Fra Grillo e Conte è la fine
I 5 Stelle sono nel caos
e il Pd adesso è più solo

È spaccatura vera. Verticale. Irrimediabile, salvo miracolo (improbabile). Il video con cui Beppe Grillo insiste nelle sue accuse a Giuseppe Conte non lascia adito a dubbi. E neanche la risposta dell’ex presidente del Consiglio che anzi fa intravedere cosa accadrà: «Un progetto non torna nel cassetto per la volontà di uno solo». Ecco, appunto. Il M5S ormai si sta spaccando in due e davvero solo un’operazione arditissima potrebbe riunire i cocci del momento: da una parte Grillo e dall’altra Conte. Il Garante che non vuole mollare il controllo finale sulla vita della sua creatura (destino di tutti i leader carismatici) e il professore che, ormai sulla scena da primattore, non accetta di tornare in seconda fila e pensa in grande. Come? Ora ha due strade.
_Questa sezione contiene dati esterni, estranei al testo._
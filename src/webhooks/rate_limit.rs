use std::time::Duration;
use tokio::sync::{Mutex, MutexGuard};
use tokio::time::{sleep, Instant};
use tracing::debug;

/// Enforces a minimum interval after the last *successful* call.
///
/// One instance is shared by every caller of an endpoint. Acquiring a permit
/// locks the timestamp for the duration of the call, so two attempts can
/// never both see an expired interval.
#[derive(Debug)]
pub struct RateLimiter {
    min_interval: Duration,
    last_success: Mutex<Option<Instant>>,
}

/// Exclusive right to dispatch one attempt.
pub struct RatePermit<'a> {
    last_success: MutexGuard<'a, Option<Instant>>,
    waited: Duration,
}

impl RateLimiter {
    pub fn new(min_interval: Duration) -> Self {
        Self {
            min_interval,
            last_success: Mutex::new(None),
        }
    }

    /// Wait out whatever is left of the interval and take the permit.
    pub async fn acquire(&self) -> RatePermit<'_> {
        let last_success = self.last_success.lock().await;

        let remaining = last_success
            .map(|at| self.min_interval.saturating_sub(at.elapsed()))
            .unwrap_or(Duration::ZERO);

        if !remaining.is_zero() {
            debug!("Rate limit: sleeping {:?}", remaining);
            sleep(remaining).await;
        }

        RatePermit {
            last_success,
            waited: remaining,
        }
    }
}

impl RatePermit<'_> {
    /// Time spent sleeping before the permit was granted.
    pub fn waited(&self) -> Duration {
        self.waited
    }

    /// Start a new interval from now.
    pub fn mark_success(mut self) {
        *self.last_success = Some(Instant::now());
    }
}
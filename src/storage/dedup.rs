use std::collections::{BTreeSet, HashSet};
use std::fs;
use std::path::{Path, PathBuf};
use tracing::{debug, info, warn};

use crate::error::{CrawlError, Result};
use crate::parser::Fingerprint;

/// Persisted set of fingerprints of items already handled.
///
/// The file is a JSON array of strings. Every flush re-reads the file and
/// writes back the union with the in-memory set, so entries appended by
/// another process since the last load are never lost.
#[derive(Debug)]
pub struct DedupStore {
    path: PathBuf,
    known: HashSet<String>,
}

impl DedupStore {
    /// Open the store at `path`, loading whatever it currently holds.
    pub fn open(path: impl Into<PathBuf>) -> Self {
        let path = path.into();
        let known = Self::load(&path);
        info!("Loaded {} processed fingerprints from {}", known.len(), path.display());
        Self { path, known }
    }

    /// Read the persisted fingerprints. A missing or corrupt file reads as empty.
    pub fn load(path: &Path) -> HashSet<String> {
        let content = match fs::read_to_string(path) {
            Ok(content) => content,
            Err(e) => {
                debug!("No dedup store at {}: {}", path.display(), e);
                return HashSet::new();
            }
        };

        match serde_json::from_str::<Vec<String>>(&content) {
            Ok(entries) => entries.into_iter().collect(),
            Err(e) => {
                warn!("Dedup store {} is corrupt, treating as empty: {}", path.display(), e);
                HashSet::new()
            }
        }
    }

    pub fn path(&self) -> &Path {
        &self.path
    }

    pub fn len(&self) -> usize {
        self.known.len()
    }

    pub fn is_empty(&self) -> bool {
        self.known.is_empty()
    }

    pub fn contains(&self, fingerprint: &Fingerprint) -> bool {
        self.known.contains(fingerprint.as_str())
    }

    /// Mark `fingerprint` as known. Returns `true` if it was new.
    pub fn claim(&mut self, fingerprint: &Fingerprint) -> bool {
        self.known.insert(fingerprint.as_str().to_string())
    }

    /// Merge the on-disk set into memory and overwrite the file with the union.
    ///
    /// The write goes through a sibling temp file and a rename, so the file is
    /// either the old or the new content. Returns the number of entries written.
    pub fn flush(&mut self) -> Result<usize> {
        let on_disk = Self::load(&self.path);
        self.known.extend(on_disk);

        let sorted: BTreeSet<&String> = self.known.iter().collect();
        let content = serde_json::to_string_pretty(&sorted)?;

        if let Some(parent) = self.path.parent().filter(|p| !p.as_os_str().is_empty()) {
            fs::create_dir_all(parent)
                .map_err(|e| {
                    CrawlError::StorageError(format!("Failed to create dedup directory: {}", e))
                })?;
        }

        let mut temp_name = self.path.as_os_str().to_owned();
        temp_name.push(".tmp");
        let temp_path = PathBuf::from(temp_name);

        fs::write(&temp_path, content)
            .map_err(|e| CrawlError::StorageError(format!("Failed to write dedup store: {}", e)))?;
        fs::rename(&temp_path, &self.path)
            .map_err(|e| {
                CrawlError::StorageError(format!("Failed to replace dedup store: {}", e))
            })?;

        debug!("Flushed {} fingerprints to {}", sorted.len(), self.path.display());
        Ok(sorted.len())
    }
}
use serde::Serialize;
use serde_json::Value;
use std::sync::Arc;
use tokio::time::sleep;
use tracing::{debug, info, warn};

use crate::browser::{load_cookies, BrowserSession, WaitCondition, WindowHandle};
use crate::config::Config;
use crate::error::{CrawlError, Result};
use crate::parser::{Fingerprint, ProductExtractor};
use crate::scraper::pagination::next_batch;
use crate::scraper::recovery::retry_once_on_stale;
use crate::scraper::reply::ReplyActor;
use crate::storage::{DedupStore, Event, EventLog, EventStatus};
use crate::webhooks::InferenceProvider;

/// Counters for one crawl, returned by [`CrawlOrchestrator::run`].
#[derive(Debug, Clone, Default, PartialEq, Eq, Serialize)]
pub struct CrawlReport {
    pub categories_visited: usize,
    pub categories_abandoned: usize,
    pub items_seen: usize,
    pub items_processed: usize,
    pub items_failed: usize,
    pub duplicates_skipped: usize,
    pub empty_generations: usize,
    pub replies_sent: usize,
}

/// How the detail page of an item was opened.
enum DetailTab {
    /// A new tab; the listing lives on in `listing`.
    New { listing: WindowHandle },
    /// The listing tab itself navigated.
    Same,
}

/// Walks categories and their listings, one item at a time.
///
/// Categories and items are addressed by position and re-resolved on every
/// interaction. An item's fingerprint is claimed and persisted before its
/// detail page is opened, so an item that fails later in the pipeline is not
/// retried on the next run.
pub struct CrawlOrchestrator {
    session: Arc<dyn BrowserSession>,
    config: Config,
    gateway: Arc<dyn InferenceProvider>,
    extractor: ProductExtractor,
    replies: ReplyActor,
    dedup: DedupStore,
    log: EventLog,
    report: CrawlReport,
}

impl CrawlOrchestrator {
    pub fn new(
        session: Arc<dyn BrowserSession>,
        config: Config,
        gateway: Arc<dyn InferenceProvider>,
        dedup: DedupStore,
        log: EventLog,
    ) -> Self {
        let extractor = ProductExtractor::new(
            session.clone(),
            config.selectors.clone(),
            config.timing.clone(),
            config.behavior.clone(),
            log.clone(),
        );
        let replies = ReplyActor::new(
            session.clone(),
            config.selectors.clone(),
            config.timing.clone(),
            log.clone(),
        );

        Self {
            session,
            config,
            gateway,
            extractor,
            replies,
            dedup,
            log,
            report: CrawlReport::default(),
        }
    }

    pub fn dedup(&self) -> &DedupStore {
        &self.dedup
    }

    /// Crawl every category once.
    ///
    /// Only a blocked landing page (or failing to reach it) is an error;
    /// everything else degrades to a log entry and a counter.
    pub async fn run(&mut self) -> Result<CrawlReport> {
        self.report = CrawlReport::default();
        self.open_site().await?;

        let categories = match self
            .session
            .wait_for_all(&self.config.selectors.category_cards, self.config.timing.category_wait)
            .await
        {
            Ok(count) => count,
            Err(e) => {
                self.log.record(Event::new("find_categories", EventStatus::Error).message(e));
                0
            }
        };
        info!("Found {} categories", categories);

        for index in 0..categories {
            if let Err(e) = self.crawl_category(index).await {
                if e.is_fatal() {
                    return Err(e);
                }
                self.report.categories_abandoned += 1;
                self.log.record(
                    Event::new("process_category", EventStatus::Fail)
                        .field("category_index", index)
                        .message(e),
                );
            }
        }

        let mut finished = Event::new("crawl_finished", EventStatus::Success);
        if let Value::Object(counters) = serde_json::to_value(&self.report).unwrap_or_default() {
            finished.fields.extend(counters);
        }
        self.log.record(finished);

        Ok(self.report.clone())
    }

    async fn open_site(&self) -> Result<()> {
        let url = self.config.site.base_url.clone();
        self.session.navigate(&url).await?;
        self.check_forbidden(&url).await?;

        if let Some(ref cookie_file) = self.config.site.cookie_file {
            if let Err(e) = load_cookies(self.session.as_ref(), cookie_file, &self.log).await {
                self.log.record(Event::new("load_cookies", EventStatus::Error).message(e));
            }
        }

        self.log.record(Event::new("start_browser", EventStatus::Success).field("url", &url));
        Ok(())
    }

    async fn check_forbidden(&self, url: &str) -> Result<()> {
        let source = self.session.page_source().await?.to_lowercase();
        let blocked = self
            .config
            .site
            .forbidden_markers
            .iter()
            .map(|m| m.trim().to_lowercase())
            .any(|m| !m.is_empty() && source.contains(&m));

        if blocked {
            self.log.record(Event::new("check_forbidden", EventStatus::Error).field("url", url));
            return Err(CrawlError::Forbidden(url.to_string()));
        }

        self.log.record(Event::new("check_forbidden", EventStatus::Success).field("url", url));
        Ok(())
    }

    async fn crawl_category(&mut self, index: usize) -> Result<()> {
        let name = self
            .session
            .text(&self.config.selectors.category_name.at(index + 1), 0)
            .await
            .unwrap_or_else(|e| {
                debug!("No name for category {}: {}", index, e);
                format!("#{}", index + 1)
            });
        info!("Processing category: {}", name);

        let session = &self.session;
        let cards = &self.config.selectors.category_cards;
        let pause = self.config.timing.category_scroll_pause;
        retry_once_on_stale("open_category", || async move {
            session.scroll_into_view(cards, index).await?;
            sleep(pause).await;
            session.click(cards, index).await
        })
        .await?;
        sleep(self.config.timing.after_category_click).await;

        self.report.categories_visited += 1;
        self.log.record(Event::new("open_category", EventStatus::Success).field("category", &name));

        if self.config.behavior.filter_newest {
            self.filter_newest().await;
        }

        self.paginate(&name).await;

        self.session.back().await?;
        sleep(self.config.timing.after_back).await;
        Ok(())
    }

    async fn filter_newest(&self) {
        let button = &self.config.selectors.newest_filter;
        let clicked = async {
            self.session
                .wait_for(button, WaitCondition::Clickable, self.config.timing.filter_wait)
                .await?;
            self.session.click(button, 0).await
        }
        .await;

        match clicked {
            Ok(()) => {
                sleep(self.config.timing.after_filter).await;
                self.log.record(Event::new("click_new_product_button", EventStatus::Success));
            }
            Err(e) => {
                self.log.record(
                    Event::new("click_new_product_button", EventStatus::Fail).message(e),
                );
            }
        }
    }

    async fn paginate(&mut self, category: &str) {
        let items = self.config.selectors.listing_items.clone();
        let mut previous = 0;

        loop {
            sleep(self.config.timing.before_listing_query).await;

            let listed = self.session.wait_for_all(&items, self.config.timing.listing_wait).await;
            let current = match listed {
                Ok(count) => count,
                Err(e) => {
                    debug!("Listing query in {} ended pagination: {}", category, e);
                    break;
                }
            };

            let Some(batch) = next_batch(previous, current) else {
                debug!("Listing in {} stopped growing at {} items", category, current);
                break;
            };
            info!("Category {}: processing items {}..{}", category, batch.start, batch.end);

            for index in batch {
                self.report.items_seen += 1;
                if let Err(e) = self.process_item(index).await {
                    self.report.items_failed += 1;
                    self.log.record(
                        Event::new("process_item", EventStatus::Fail)
                            .field("category", category)
                            .field("item_index", index)
                            .message(e),
                    );
                }
            }
            previous = current;

            if let Err(e) = self.grow_listing().await {
                warn!("Failed to scroll listing in {}: {}", category, e);
            }
        }
    }

    async fn grow_listing(&self) -> Result<()> {
        if self.config.behavior.preload_listing {
            self.session.scroll_to_end(self.config.timing.scroll_to_end_pause).await?;
        }
        self.session.scroll_by(self.config.behavior.scroll_step).await?;
        sleep(self.config.timing.after_grow_scroll).await;
        Ok(())
    }

    async fn process_item(&mut self, index: usize) -> Result<()> {
        let fingerprint = self.fingerprint(index).await?;

        match fingerprint {
            Some(ref fp) if self.dedup.contains(fp) => {
                self.report.duplicates_skipped += 1;
                self.log.record(
                    Event::new("skip_duplicate", EventStatus::Skipped)
                        .field("fingerprint", fp.as_str()),
                );
                return Ok(());
            }
            Some(ref fp) => {
                self.dedup.claim(fp);
                if let Err(e) = self.dedup.flush() {
                    self.log.record(
                        Event::new("save_processed", EventStatus::Error)
                            .field("path", self.dedup.path().display().to_string())
                            .message(e),
                    );
                }
            }
            None => {
                self.log.record(
                    Event::new("get_fingerprint", EventStatus::Warning)
                        .field("item_index", index)
                        .message("item has no image source; processing without dedup"),
                );
            }
        }

        let tab = self.open_detail(index).await?;

        let record = self.extractor.extract().await;
        match self.gateway.submit(&record, self.config.gateway.max_retries).await {
            Some(text) if self.config.behavior.send_replies => {
                if self.replies.reply(&text).await {
                    self.report.replies_sent += 1;
                }
            }
            Some(_) => {
                self.log.record(
                    Event::new("send_message", EventStatus::Skipped)
                        .field("product_name", &record.product_name)
                        .message("replies disabled"),
                );
            }
            None => {
                self.report.empty_generations += 1;
                self.log.record(
                    Event::new("send_message", EventStatus::Skipped)
                        .field("product_name", &record.product_name)
                        .message("no generated text"),
                );
            }
        }
        self.report.items_processed += 1;

        self.close_detail(tab).await
    }

    /// Image source of the item at `index`, re-resolved once if it went stale.
    async fn fingerprint(&self, index: usize) -> Result<Option<Fingerprint>> {
        let session = &self.session;
        let items = &self.config.selectors.listing_items;
        let image = self.config.selectors.listing_image.at(index + 1);
        let image = &image;
        let pause = self.config.timing.after_item_scroll;

        let source = retry_once_on_stale("resolve_item", || async move {
            session.scroll_into_view(items, index).await?;
            sleep(pause).await;
            session.attribute(image, 0, "src").await
        })
        .await?;

        Ok(source.and_then(Fingerprint::new))
    }

    async fn open_detail(&self, index: usize) -> Result<DetailTab> {
        let items = &self.config.selectors.listing_items;
        let listing = self.session.current_window().await?;
        let listing_url = self.session.current_url().await?;
        let before = self.session.window_handles().await?;

        retry_once_on_stale("open_item", || self.session.click(items, index)).await?;
        sleep(self.config.timing.after_item_click).await;

        let after = self.session.window_handles().await?;
        if let Some(handle) = after.iter().filter(|h| !before.contains(h)).last() {
            if let Err(e) = self.session.switch_to(handle).await {
                // the unreachable tab is left open; stay on the listing
                self.session.switch_to(&listing).await?;
                return Err(e);
            }
            self.log.record(
                Event::new("switch_to_new_tab", EventStatus::Success)
                    .field("tab_index", after.len() - 1),
            );
            return Ok(DetailTab::New { listing });
        }

        if self.session.current_url().await? == listing_url {
            return Err(CrawlError::BrowserError(format!(
                "clicking item {} opened neither a tab nor a page",
                index
            )));
        }

        self.log.record(
            Event::new("switch_to_new_tab", EventStatus::Skipped).message("no new tab"),
        );
        Ok(DetailTab::Same)
    }

    async fn close_detail(&self, tab: DetailTab) -> Result<()> {
        match tab {
            DetailTab::New { listing } => {
                let closed = self.session.close_window().await;
                self.session.switch_to(&listing).await?;
                let event = match closed {
                    Ok(()) => Event::new("close_product_tab", EventStatus::Success),
                    // the tab leaks; later items still find their tabs by handle
                    Err(e) => Event::new("close_product_tab", EventStatus::Error).message(e),
                };
                self.log.record(event);
            }
            DetailTab::Same => {
                self.session.back().await?;
                sleep(self.config.timing.after_back).await;
                self.log.record(Event::new("return_to_listing", EventStatus::Success));
            }
        }
        Ok(())
    }
}
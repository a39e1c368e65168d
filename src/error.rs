use std::time::Duration;
use thiserror::Error;

pub type Result<T> = std::result::Result<T, CrawlError>;

#[derive(Error, Debug)]
pub enum CrawlError {
    #[error("Network error: {0}")]
    NetworkError(String),

    #[error("Browser error: {0}")]
    BrowserError(String),

    #[error("Stale element: {0}")]
    StaleElement(String),

    #[error("Element not found: {0}")]
    ElementNotFound(String),

    #[error("Timed out after {timeout:?} waiting for {what}")]
    Timeout { what: String, timeout: Duration },

    #[error("Parse error: {0}")]
    ParseError(String),

    #[error("Storage error: {0}")]
    StorageError(String),

    #[error("Configuration error: {0}")]
    ConfigError(String),

    #[error("Forbidden page detected at {0}")]
    Forbidden(String),
}

#[derive(Debug, Clone, Copy, PartialEq, Eq)]
pub enum RecoveryStrategy {
    /// Re-resolve the element by position and repeat the action once.
    RetryOnce,
    LogAndContinue,
    AbortRun,
}

impl CrawlError {
    pub fn recovery_strategy(&self) -> RecoveryStrategy {
        match self {
            CrawlError::StaleElement(_) => RecoveryStrategy::RetryOnce,
            CrawlError::Forbidden(_) => RecoveryStrategy::AbortRun,
            CrawlError::NetworkError(_)
            | CrawlError::BrowserError(_)
            | CrawlError::ElementNotFound(_)
            | CrawlError::Timeout { .. }
            | CrawlError::ParseError(_)
            | CrawlError::StorageError(_)
            | CrawlError::ConfigError(_) => RecoveryStrategy::LogAndContinue,
        }
    }

    pub fn is_fatal(&self) -> bool {
        self.recovery_strategy() == RecoveryStrategy::AbortRun
    }
}

// Messages chrome returns when a previously resolved node left the document.
const STALE_NODE_MARKERS: &[&str] = &[
    "no node with given id",
    "could not find node with given id",
    "node is detached",
    "node with given id does not belong to the document",
    "cannot find context with specified id",
    "object reference chain is too long",
];

impl From<std::io::Error> for CrawlError {
    fn from(err: std::io::Error) -> Self {
        CrawlError::StorageError(err.to_string())
    }
}

impl From<serde_json::Error> for CrawlError {
    fn from(err: serde_json::Error) -> Self {
        CrawlError::ParseError(err.to_string())
    }
}

impl From<toml::de::Error> for CrawlError {
    fn from(err: toml::de::Error) -> Self {
        CrawlError::ConfigError(err.to_string())
    }
}

impl From<reqwest::Error> for CrawlError {
    fn from(err: reqwest::Error) -> Self {
        CrawlError::NetworkError(err.to_string())
    }
}

impl From<chromiumoxide::error::CdpError> for CrawlError {
    fn from(err: chromiumoxide::error::CdpError) -> Self {
        let message = err.to_string();
        let lowered = message.to_lowercase();
        if STALE_NODE_MARKERS.iter().any(|marker| lowered.contains(marker)) {
            CrawlError::StaleElement(message)
        } else {
            CrawlError::BrowserError(message)
        }
    }
}
use chrono::Local;
use serde::Serialize;
use serde_json::{Map, Value};
use std::fs::OpenOptions;
use std::io::Write;
use std::path::PathBuf;
use tracing::{debug, error, info, warn};

#[derive(Debug, Clone, Copy, PartialEq, Eq, Serialize)]
#[serde(rename_all = "lowercase")]
pub enum EventStatus {
    Success,
    Fail,
    Skipped,
    Warning,
    Error,
    Exception,
}

/// One flat record of the pipeline's side channel.
#[derive(Debug, Clone)]
pub struct Event {
    pub action: String,
    pub status: EventStatus,
    pub fields: Map<String, Value>,
}

impl Event {
    pub fn new(action: impl Into<String>, status: EventStatus) -> Self {
        Self {
            action: action.into(),
            status,
            fields: Map::new(),
        }
    }

    pub fn field(mut self, key: &str, value: impl Serialize) -> Self {
        let value = serde_json::to_value(value).unwrap_or(Value::Null);
        self.fields.insert(key.to_string(), value);
        self
    }

    pub fn message(self, message: impl std::fmt::Display) -> Self {
        self.field("message", message.to_string())
    }

    /// The record as written, with `timestamp` attached.
    pub fn to_record(&self, timestamp: &str) -> Map<String, Value> {
        let mut record = Map::new();
        record.insert("action".to_string(), Value::String(self.action.clone()));
        record.insert(
            "status".to_string(),
            serde_json::to_value(self.status).unwrap_or(Value::Null),
        );
        for (key, value) in &self.fields {
            record.insert(key.clone(), value.clone());
        }
        record.insert("timestamp".to_string(), Value::String(timestamp.to_string()));
        record
    }
}

/// Append-only JSONL event stream, mirrored to `tracing`.
///
/// Never used for control flow; a failing write only produces a warning.
#[derive(Debug, Clone)]
pub struct EventLog {
    path: Option<PathBuf>,
}

impl EventLog {
    pub fn new(path: PathBuf) -> Self {
        Self { path: Some(path) }
    }

    /// Log to `tracing` only.
    pub fn tracing_only() -> Self {
        Self { path: None }
    }

    pub fn record(&self, event: Event) {
        let timestamp = Local::now().format("%Y-%m-%d %H:%M:%S").to_string();
        let record = self.mirror(&event, &timestamp);

        let Some(ref path) = self.path else {
            return;
        };

        let line = match serde_json::to_string(&record) {
            Ok(line) => line,
            Err(e) => {
                warn!("Failed to serialize event {}: {}", event.action, e);
                return;
            }
        };

        let written = OpenOptions::new()
            .create(true)
            .append(true)
            .open(path)
            .and_then(|mut file| writeln!(file, "{}", line));

        if let Err(e) = written {
            warn!("Failed to append event to {}: {}", path.display(), e);
        }
    }

    fn mirror(&self, event: &Event, timestamp: &str) -> Map<String, Value> {
        let record = event.to_record(timestamp);
        let fields = Value::Object(event.fields.clone());

        match event.status {
            EventStatus::Success => info!(action = %event.action, %fields, "success"),
            EventStatus::Skipped => debug!(action = %event.action, %fields, "skipped"),
            EventStatus::Warning | EventStatus::Fail => {
                warn!(action = %event.action, status = ?event.status, %fields, "event")
            }
            EventStatus::Error | EventStatus::Exception => {
                error!(action = %event.action, status = ?event.status, %fields, "event")
            }
        }

        record
    }
}

#[cfg(test)]
mod tests {
    use super::*;
    use tempfile::tempdir;

    #[test]
    fn test_event_record_is_flat() {
        let event = Event::new("get_price", EventStatus::Success).field("price", "1200");
        let record = event.to_record("2024-01-15 10:30:45");

        assert_eq!(record["action"], "get_price");
        assert_eq!(record["status"], "success");
        assert_eq!(record["price"], "1200");
        assert_eq!(record["timestamp"], "2024-01-15 10:30:45");
    }

    #[test]
    fn test_status_serialization() {
        let statuses = [
            (EventStatus::Success, "success"),
            (EventStatus::Fail, "fail"),
            (EventStatus::Skipped, "skipped"),
            (EventStatus::Warning, "warning"),
            (EventStatus::Error, "error"),
            (EventStatus::Exception, "exception"),
        ];
        for (status, expected) in statuses {
            assert_eq!(serde_json::to_value(status).unwrap(), expected);
        }
    }

    #[test]
    fn test_appends_jsonl_lines() {
        let temp_dir = tempdir().unwrap();
        let path = temp_dir.path().join("events.jsonl");
        let log = EventLog::new(path.clone());

        log.record(Event::new("start_browser", EventStatus::Success));
        log.record(
            Event::new("get_location", EventStatus::Skipped).message("location not found"),
        );

        let content = std::fs::read_to_string(&path).unwrap();
        let lines: Vec<&str> = content.trim().split('\n').collect();
        assert_eq!(lines.len(), 2);

        let second: serde_json::Value = serde_json::from_str(lines[1]).unwrap();
        assert_eq!(second["action"], "get_location");
        assert_eq!(second["status"], "skipped");
        assert_eq!(second["message"], "location not found");
        assert!(second["timestamp"].is_string());
    }

    #[test]
    fn test_unwritable_path_is_not_fatal() {
        let temp_dir = tempdir().unwrap();
        // a directory cannot be opened for appending
        let log = EventLog::new(temp_dir.path().to_path_buf());
        log.record(Event::new("anything", EventStatus::Warning));
    }
}
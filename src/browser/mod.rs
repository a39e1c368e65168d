pub mod chromium;
pub mod cookies;
pub mod locator;
pub mod manager;
pub mod session;

#[cfg(test)]
pub(crate) mod fake;

pub use chromium::ChromiumSession;
pub use cookies::load_cookies;
pub use locator::{KeyChord, Locator, WaitCondition, WindowHandle};
pub use manager::BrowserManager;
pub use session::BrowserSession;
O rimane dentro e prova a scalzare Grillo dal suo stesso piedestallo di Garante – per quanto impervia, la strada statutaria ci sarebbe – oppure esce e dà vita ad un partito tutto nuovo, cioè come lui lo aveva pensato. Il problema però è innanzitutto il simbolo, tenuto strettissimo tra le mani degli avvocati di Grillo, e senza il quale i contiani hanno davvero poco appeal sugli iscritti e gli elettori. E poi le forze in campo. In queste ore si fanno i conteggi su chi potrebbe mollare il fondatore (Patuanelli, Crimi, Buffagni, Taverna) e chi invece rimarrebbe accanto al padre-padrone magari tornando ad abbracciarsi con i dispersi e gli espulsi dell’ala radical-movimentista di Di Battista (uno come Nicola Morra, per intenderci) e con il figlio di Casaleggio contro cui invece Conte è finito in tribunale per via degli elenchi degli iscritti.

Sulla scelta dei deputati-peones pesa naturalmente anche un’altra considerazione: quale dei due tronconi garantisce di ricandidare i parlamentari nonostante che siano giunti al termine dei due mandati, rompendo così forse l’ultimo dei tabù grillini? Si sa che molti si trovano in questa penosa condizione di dover tornare a casa e magari a qualche oscura occupazione, e cercano di essere rassicurati dai reclutatori dell’una come dell’altra parte. Infine c’è l’incognita dei due notabili massimi: Luigi Di Maio e Roberto Fico. Che faranno? I due che debbono a Grillo una carriera stupefacente di ministro e presidente, non hanno mai gradito il protagonismo di Conte. In particolare Di Maio non ha dimenticato il periodo in cui era lui il frontman del movimento che proprio Conte gli ha man mano sottratto. Dalle loro scelte dipende l’orientamento di tanti deputati e senatori (non sappiamo di quanti iscritti e soprattutto di quanti elettori).

Insomma, lì dentro è il caos. Un’anticamera di quello che sarà il risultato politico alle prossime elezioni e che si comincerà a vedere già alle amministrative di ottobre (pensiamo al disastro annunciatissimo della ricandidatura di Virginia Raggi a Roma).

Questione finale. I riflessi del disfacimento grillino sul governo e sul Pd. Per il governo se nascono due gruppi in competizione tra loro è un problema di stabilità, anche se unito il M5S non è mai stato una colonna molto solida di Draghi (se non per la sopravvivenza personale nei ministeri). Inoltre uno dei due gruppi conterrebbe molti che non hanno mai nascosto di essere contrari a sostenere l’attuale capo del governo. Infine il Pd: Enrico Letta si vede frantumare l’alleato con cui sognava di ricostruire il centrosinistra degli anni 2000. Ora che farà? Sposerà Conte – già definito da Zingaretti leader del progressismo italiano – e si metterà contro tutti gli altri? Cercherà di stare sopra le parti? Aspetterà che il tempo lenisca le ferite? Quello del segretario del Pd è un duro mestiere: non più tardi di pochi giorni fa confidava ai collaboratori che senza l’alleanza con il M5S il Paese prima o poi andrà alla destra di Meloni e Salvini.